Joan Ignasi Elena, Natius para sus excamaradas socialistas, tiene un toque mental sobrado, muy por encima de su abdomen de buen fajador. Por eso, cuando se le pregunta sobre su papel de interface entre el mundo policial y la política, sale ganador. El consejero de Interior no toca los papeles de los Mossos d’Esquadra sobre las investigaciones policiales de los casos abiertos, ni se asegura vicarías a futuro sobre la base de favorecer a altos cargos. No imparte ideología dentro del cuerpo. Es la correa de transmisión entre el poder y el monopolio de la violencia en las calles; una correa generosa como mandan los cánones de su torso cipote.
También es elegante en el trato. Es padre de tres hijas adoptivas nacidas en la India y preboste de los amables papás de acento sánscrito, junto a su amigo Joan Rangel, exdelegado del Gobierno y oficial de la marina mercante.
En Vilanova i la Geltrú le quieren; fue alcalde por el PSC de la capital del Garraf, cuna del Peixerot, con perdón. Siguió los pasos de su suegro, Jaume Casanova, un excuadro sociata, que llevó el bastón de mando en el consistorio de la localidad y que fue Gobernador de Civil en Barcelona y Lleida. El día de su despedida, en 2019, Casanova fue homenajeado a la sombra de un conciliábulo izquierdoso presidido por Raimon Obiols, Miquel Iceta y el profesor Joan Botella, púrpura sacramental de Federalistas d’Esquerra.
Hace ya mucho que Elena abandonó el mundo socialista; se fue en silencio, como Antoni Castells o Montserrat Tura; no montó un memorial de agravios ni escisiones al estilo de Marina Geli.

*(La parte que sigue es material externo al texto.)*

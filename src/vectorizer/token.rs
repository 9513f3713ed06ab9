use indexmap::IndexMap;
use serde::{Deserialize, Serialize};

/// Term occurrence counts of one document
/// Terms keep first-seen order.
#[derive(Serialize, Deserialize, Debug, Clone, Default, PartialEq)]
pub struct TermCounts {
    #[serde(with = "indexmap::map::serde_seq")]
    term_count: IndexMap<Box<str>, u32>,
    total_term_count: u64,
}

impl TermCounts {
    pub fn new() -> Self {
        Self::default()
    }

    /// Count whitespace-separated terms of an already normalized text
    pub fn from_text(text: &str) -> Self {
        let mut counts = Self::new();
        for term in text.split_whitespace() {
            counts.add_term(term);
        }
        counts
    }

    #[inline]
    pub fn add_term(&mut self, term: &str) -> &mut Self {
        if let Some(count) = self.term_count.get_mut(term) {
            *count += 1;
        } else {
            self.term_count.insert(term.into(), 1);
        }
        self.total_term_count += 1;
        self
    }

    #[inline]
    pub fn term_count(&self, term: &str) -> u32 {
        self.term_count.get(term).copied().unwrap_or(0)
    }

    /// total number of term occurrences
    #[inline]
    pub fn term_sum(&self) -> u64 {
        self.total_term_count
    }

    /// number of distinct terms
    #[inline]
    pub fn term_num(&self) -> usize {
        self.term_count.len()
    }

    pub fn is_empty(&self) -> bool {
        self.term_count.is_empty()
    }

    pub fn iter(&self) -> impl Iterator<Item = (&str, u32)> {
        self.term_count.iter().map(|(term, &count)| (term.as_ref(), count))
    }

    /// distinct terms, each once
    pub fn terms(&self) -> impl Iterator<Item = &str> {
        self.term_count.keys().map(|term| term.as_ref())
    }
}

#[cfg(test)]
mod tests {
    use super::*;

    #[test]
    fn counts_occurrences() {
        let counts = TermCounts::from_text("cat dog  cat\tbird");
        assert_eq!(counts.term_count("cat"), 2);
        assert_eq!(counts.term_count("dog"), 1);
        assert_eq!(counts.term_count("fish"), 0);
        assert_eq!(counts.term_sum(), 4);
        assert_eq!(counts.term_num(), 3);
        assert_eq!(counts.terms().collect::<Vec<_>>(), vec!["cat", "dog", "bird"]);
    }

    #[test]
    fn empty_text_has_no_terms() {
        let counts = TermCounts::from_text("   ");
        assert!(counts.is_empty());
        assert_eq!(counts.term_sum(), 0);
    }
}
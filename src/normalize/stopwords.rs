use std::collections::HashSet;

/// Set of words dropped during normalization
/// Matching is exact; tokens reach the filter already lowercased.
#[derive(Debug, Clone, Default)]
pub struct StopWords {
    words: HashSet<Box<str>>,
}

impl StopWords {
    pub fn new<I, S>(words: I) -> Self
    where
        I: IntoIterator<Item = S>,
        S: AsRef<str>,
    {
        Self {
            words: words
                .into_iter()
                .map(|w| w.as_ref().to_lowercase().into_boxed_str())
                .collect(),
        }
    }

    /// The NLTK English stopword list
    pub fn english() -> Self {
        Self::new(ENGLISH_STOPWORDS)
    }

    #[inline]
    pub fn contains(&self, token: &str) -> bool {
        self.words.contains(token)
    }

    pub fn len(&self) -> usize {
        self.words.len()
    }

    pub fn is_empty(&self) -> bool {
        self.words.is_empty()
    }
}

pub const ENGLISH_STOPWORDS: &[&str] = &[
    "i", "me", "my", "myself", "we", "our", "ours", "ourselves",
    "you", "you're", "you've", "you'll", "you'd", "your", "yours", "yourself", "yourselves",
    "he", "him", "his", "himself", "she", "she's", "her", "hers", "herself",
    "it", "it's", "its", "itself", "they", "them", "their", "theirs", "themselves",
    "what", "which", "who", "whom", "this", "that", "that'll", "these", "those",
    "am", "is", "are", "was", "were", "be", "been", "being",
    "have", "has", "had", "having", "do", "does", "did", "doing",
    "a", "an", "the", "and", "but", "if", "or", "because", "as", "until", "while",
    "of", "at", "by", "for", "with", "about", "against", "between", "into", "through",
    "during", "before", "after", "above", "below", "to", "from", "up", "down",
    "in", "out", "on", "off", "over", "under", "again", "further", "then", "once",
    "here", "there", "when", "where", "why", "how", "all", "any", "both", "each",
    "few", "more", "most", "other", "some", "such", "no", "nor", "not", "only",
    "own", "same", "so", "than", "too", "very", "s", "t", "can", "will", "just",
    "don", "don't", "should", "should've", "now", "d", "ll", "m", "o", "re", "ve", "y",
    "ain", "aren", "aren't", "couldn", "couldn't", "didn", "didn't", "doesn", "doesn't",
    "hadn", "hadn't", "hasn", "hasn't", "haven", "haven't", "isn", "isn't",
    "ma", "mightn", "mightn't", "mustn", "mustn't", "needn", "needn't",
    "shan", "shan't", "shouldn", "shouldn't", "wasn", "wasn't", "weren", "weren't",
    "won", "won't", "wouldn", "wouldn't",
];
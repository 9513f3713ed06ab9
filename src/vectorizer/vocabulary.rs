use indexmap::IndexMap;
use serde::{Deserialize, Serialize};

/// Term to column mapping fitted once over the whole corpus.
///
/// Columns are assigned in ascending term order. Each entry remembers its
/// document frequency and IDF; the vocabulary is immutable after fitting.
#[derive(Debug, Clone, PartialEq, Serialize, Deserialize)]
pub struct Vocabulary {
    terms: IndexMap<Box<str>, TermStats>,
    doc_num: usize,
}

#[derive(Debug, Clone, Copy, PartialEq, Serialize, Deserialize)]
pub struct TermStats {
    /// number of documents containing the term
    pub doc_freq: u32,
    pub idf: f64,
}

impl Vocabulary {
    /// `terms` must be sorted ascending and unique; `idf` is index-aligned with it
    pub(crate) fn from_sorted(terms: Vec<(Box<str>, u32)>, idf: Vec<f64>, doc_num: usize) -> Self {
        debug_assert_eq!(terms.len(), idf.len());
        debug_assert!(terms.windows(2).all(|w| w[0].0 < w[1].0));
        let terms = terms
            .into_iter()
            .zip(idf)
            .map(|((term, doc_freq), idf)| (term, TermStats { doc_freq, idf }))
            .collect();
        Self { terms, doc_num }
    }

    pub fn len(&self) -> usize {
        self.terms.len()
    }

    pub fn is_empty(&self) -> bool {
        self.terms.is_empty()
    }

    /// number of documents the vocabulary was fitted on
    pub fn doc_num(&self) -> usize {
        self.doc_num
    }

    #[inline]
    pub fn column(&self, term: &str) -> Option<usize> {
        self.terms.get_index_of(term)
    }

    pub fn term(&self, column: usize) -> Option<&str> {
        self.terms.get_index(column).map(|(term, _)| term.as_ref())
    }

    pub fn stats(&self, column: usize) -> Option<TermStats> {
        self.terms.get_index(column).map(|(_, stats)| *stats)
    }

    pub fn contains(&self, term: &str) -> bool {
        self.terms.contains_key(term)
    }

    /// (column, term, stats) in column order
    pub fn iter(&self) -> impl Iterator<Item = (usize, &str, TermStats)> {
        self.terms
            .iter()
            .enumerate()
            .map(|(col, (term, stats))| (col, term.as_ref(), *stats))
    }
}
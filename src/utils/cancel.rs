use std::sync::{
    atomic::{AtomicBool, Ordering},
    Arc,
};

/// Cooperative cancellation flag
/// Clones share the same flag, so a caller can keep one handle and pass
/// another into a long similarity run.
#[derive(Debug, Clone, Default)]
pub struct CancellationToken {
    cancelled: Arc<AtomicBool>,
}

impl CancellationToken {
    pub fn new() -> Self {
        Self::default()
    }

    pub fn cancel(&self) {
        self.cancelled.store(true, Ordering::Release);
    }

    #[inline]
    pub fn is_cancelled(&self) -> bool {
        self.cancelled.load(Ordering::Acquire)
    }
}
//! Suffix-stripping stemmers.
//!
//! `PorterStemmer` follows Porter (1980), "An algorithm for suffix stripping".
//! Words containing anything other than ASCII lowercase letters are returned
//! unchanged.

pub trait Stemmer: Send + Sync {
    fn stem(&self, word: &str) -> String;
}

#[derive(Debug, Clone, Copy, Default)]
pub struct PorterStemmer;

impl PorterStemmer {
    pub fn new() -> Self {
        PorterStemmer
    }
}

impl Stemmer for PorterStemmer {
    fn stem(&self, word: &str) -> String {
        if word.len() <= 2 || !word.bytes().all(|b| b.is_ascii_lowercase()) {
            return word.to_string();
        }
        let mut w = word.as_bytes().to_vec();
        step1a(&mut w);
        step1b(&mut w);
        step1c(&mut w);
        step2(&mut w);
        step3(&mut w);
        step4(&mut w);
        step5(&mut w);
        // only ASCII bytes were ever pushed
        String::from_utf8(w).unwrap_or_else(|_| word.to_string())
    }
}

/// Consonant flag per byte. `y` counts as a consonant at the start of the
/// word or after a vowel, so each flag depends only on the one before it.
fn consonants(w: &[u8]) -> Vec<bool> {
    let mut flags: Vec<bool> = Vec::with_capacity(w.len());
    for (i, &b) in w.iter().enumerate() {
        let cons = match b {
            b'a' | b'e' | b'i' | b'o' | b'u' => false,
            b'y' => i == 0 || !flags[i - 1],
            _ => true,
        };
        flags.push(cons);
    }
    flags
}

/// number of VC sequences in `[C](VC)^m[V]`
fn measure(w: &[u8]) -> usize {
    let cons = consonants(w);
    let n = cons.len();
    let mut i = 0;
    while i < n && cons[i] {
        i += 1;
    }
    let mut m = 0;
    loop {
        while i < n && !cons[i] {
            i += 1;
        }
        if i >= n {
            return m;
        }
        while i < n && cons[i] {
            i += 1;
        }
        m += 1;
    }
}

fn has_vowel(w: &[u8]) -> bool {
    consonants(w).contains(&false)
}

fn ends_double_cons(w: &[u8]) -> bool {
    let n = w.len();
    n >= 2 && w[n - 1] == w[n - 2] && consonants(w)[n - 1]
}

fn ends_cvc(w: &[u8]) -> bool {
    let n = w.len();
    if n < 3 || matches!(w[n - 1], b'w' | b'x' | b'y') {
        return false;
    }
    let cons = consonants(w);
    cons[n - 3] && !cons[n - 2] && cons[n - 1]
}

fn set_suffix(w: &mut Vec<u8>, strip: usize, replacement: &str) {
    w.truncate(w.len() - strip);
    w.extend_from_slice(replacement.as_bytes());
}

/// Apply the first rule whose suffix matches, if the remaining stem has measure > `min_m`.
/// Later rules are not tried once a suffix has matched.
fn apply_rules(w: &mut Vec<u8>, rules: &[(&str, &str)], min_m: usize) {
    for (suffix, replacement) in rules {
        if w.ends_with(suffix.as_bytes()) {
            let stem_len = w.len() - suffix.len();
            if measure(&w[..stem_len]) > min_m {
                set_suffix(w, suffix.len(), replacement);
            }
            return;
        }
    }
}

fn step1a(w: &mut Vec<u8>) {
    if w.ends_with(b"sses") || w.ends_with(b"ies") {
        w.truncate(w.len() - 2);
    } else if w.ends_with(b"s") && !w.ends_with(b"ss") {
        w.pop();
    }
}

fn step1b(w: &mut Vec<u8>) {
    if w.ends_with(b"eed") {
        if measure(&w[..w.len() - 3]) > 0 {
            w.pop();
        }
        return;
    }
    let strip = if w.ends_with(b"ed") {
        2
    } else if w.ends_with(b"ing") {
        3
    } else {
        return;
    };
    if !has_vowel(&w[..w.len() - strip]) {
        return;
    }
    w.truncate(w.len() - strip);
    if w.ends_with(b"at") || w.ends_with(b"bl") || w.ends_with(b"iz") {
        w.push(b'e');
    } else if ends_double_cons(w) && !matches!(w[w.len() - 1], b'l' | b's' | b'z') {
        w.pop();
    } else if measure(w) == 1 && ends_cvc(w) {
        w.push(b'e');
    }
}

fn step1c(w: &mut Vec<u8>) {
    let n = w.len();
    if w[n - 1] == b'y' && has_vowel(&w[..n - 1]) {
        w[n - 1] = b'i';
    }
}

const STEP2: &[(&str, &str)] = &[
    ("ational", "ate"),
    ("tional", "tion"),
    ("enci", "ence"),
    ("anci", "ance"),
    ("izer", "ize"),
    ("abli", "able"),
    ("bli", "ble"),
    ("alli", "al"),
    ("entli", "ent"),
    ("eli", "e"),
    ("ousli", "ous"),
    ("ization", "ize"),
    ("ation", "ate"),
    ("ator", "ate"),
    ("alism", "al"),
    ("iveness", "ive"),
    ("fulness", "ful"),
    ("ousness", "ous"),
    ("aliti", "al"),
    ("iviti", "ive"),
    ("biliti", "ble"),
    ("logi", "log"),
];

const STEP3: &[(&str, &str)] = &[
    ("icate", "ic"),
    ("ative", ""),
    ("alize", "al"),
    ("iciti", "ic"),
    ("ical", "ic"),
    ("ful", ""),
    ("ness", ""),
];

const STEP4: &[&str] = &[
    "al", "ance", "ence", "er", "ic", "able", "ible", "ant", "ement", "ment", "ent",
    "ion", "ou", "ism", "ate", "iti", "ous", "ive", "ize",
];

fn step2(w: &mut Vec<u8>) {
    apply_rules(w, STEP2, 0);
}

fn step3(w: &mut Vec<u8>) {
    apply_rules(w, STEP3, 0);
}

fn step4(w: &mut Vec<u8>) {
    let Some(suffix) = STEP4.iter().find(|s| w.ends_with(s.as_bytes())) else {
        return;
    };
    let stem_len = w.len() - suffix.len();
    if *suffix == "ion" && !(stem_len > 0 && matches!(w[stem_len - 1], b's' | b't')) {
        return;
    }
    if measure(&w[..stem_len]) > 1 {
        w.truncate(stem_len);
    }
}

fn step5(w: &mut Vec<u8>) {
    if w.ends_with(b"e") {
        let stem = &w[..w.len() - 1];
        let m = measure(stem);
        if m > 1 || (m == 1 && !ends_cvc(stem)) {
            w.pop();
        }
    }
    if w.ends_with(b"ll") && measure(w) > 1 {
        w.pop();
    }
}

#[cfg(test)]
mod tests {
    use super::*;

    fn stem(word: &str) -> String {
        PorterStemmer::new().stem(word)
    }

    #[test]
    fn plurals() {
        assert_eq!(stem("caresses"), "caress");
        assert_eq!(stem("ponies"), "poni");
        assert_eq!(stem("cats"), "cat");
        assert_eq!(stem("caress"), "caress");
    }

    #[test]
    fn ed_and_ing() {
        assert_eq!(stem("running"), "run");
        assert_eq!(stem("hopping"), "hop");
        assert_eq!(stem("filing"), "file");
        assert_eq!(stem("agreed"), "agre");
        assert_eq!(stem("sing"), "sing");
    }

    #[test]
    fn derivational_suffixes() {
        assert_eq!(stem("happy"), "happi");
        assert_eq!(stem("relational"), "relat");
        assert_eq!(stem("generalization"), "gener");
    }

    #[test]
    fn long_y_runs_stem_without_recursion() {
        let word = format!("{}eed", "y".repeat(200_000));
        let out = stem(&word);
        // eed -> ee, then step 5 drops the final e
        assert_eq!(out.len(), 200_001);
        assert!(out.ends_with("ye"));
    }

    #[test]
    fn y_is_a_vowel_after_a_consonant() {
        assert_eq!(consonants(b"syzygy"), vec![true, false, true, false, true, false]);
        assert_eq!(consonants(b"yoyo"), vec![true, false, true, false]);
        assert_eq!(measure(b"syzygy"), 2);
    }

    #[test]
    fn leaves_short_and_non_ascii_words() {
        assert_eq!(stem("is"), "is");
        assert_eq!(stem("café"), "café");
        assert_eq!(stem("rust2024"), "rust2024");
    }

    #[test]
    fn measure_counts_vc_pairs() {
        assert_eq!(measure(b"tree"), 0);
        assert_eq!(measure(b"trouble"), 1);
        assert_eq!(measure(b"troubles"), 2);
        assert_eq!(measure(b"oats"), 1);
    }
}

A Elena le gusta el mando, eso sí. Pertenece por ósmosis inconsciente al panóptico utilitarista de Jeremy Bentham, aquel liberal británico al que llamaban Jeremías, inventor de estructuras arquitectónicas en las cárceles, que permitían a los funcionarios observar a los presos sin ser vistos. Me dirán que es el colmo del espionaje, pero Natius, al igual que lo hizo Jeremías en su momento, se justificaría argumentando que el ojo de buey carcelario o la cámara de la esquina son medidas eficaces para rebajar el número de funcionarios y reducir el gasto público. Por lo visto, el pleno empleo de la Seguridad está garantizado por las máquinas que antes de la disrupción nuclear convertirán a los Mossos en cyborgs.
Elena es un hombre concreto; no trastabilla. Y me atrevo a decir que el jefe de la oposición, Salvador Illa, tiene todavía algún rescoldo moral sobre el conseller, que ha destituido al ex comisario jefe, Josep Maria Estela, y que ahora le pasa la factura del guirigay a su predecesor en el cargo, Miquel Sàmper, de Junts. Elena se libró de Estela minutos antes de que Illa le pidiera la dimisión al propio conseller. Y por lo tanto, o el quid pro quo estaba cantado bajo el manto del president Aragonés o por el contrario, Elena alienta un gusanillo que corroe el presente y apunta al futuro. El titular de Interior es de los que buscan vías de diálogo, escenarios de tregua, que hagan viable una solución basada en el punto de encuentro entre la racionalidad de la institución y la emocionalidad del uniforme.
En cualquier caso, la comodidad de Elena en un Govern de ERC está a salvo gracias a su amistad con el principal de la orden, Oriol Junqueras. Comulgan ambos en el credo católico romano tradicional, sin hacerle ascos a la curia catalana del Concilio de Trento. Practican el puente entre la Iglesia pobre y la que canta de culo y en latín. Además, resulta amablemente sospechoso que al conseller y a Junqueras les vaya la misa de 12 en domingo, la del incienso per ductum et tractum, que perfuma el ambiente, dejando tras de sí un humo en forma de cruz. En fin, Elena y Junqueras son dos respetables meapilas de tomo y lomo.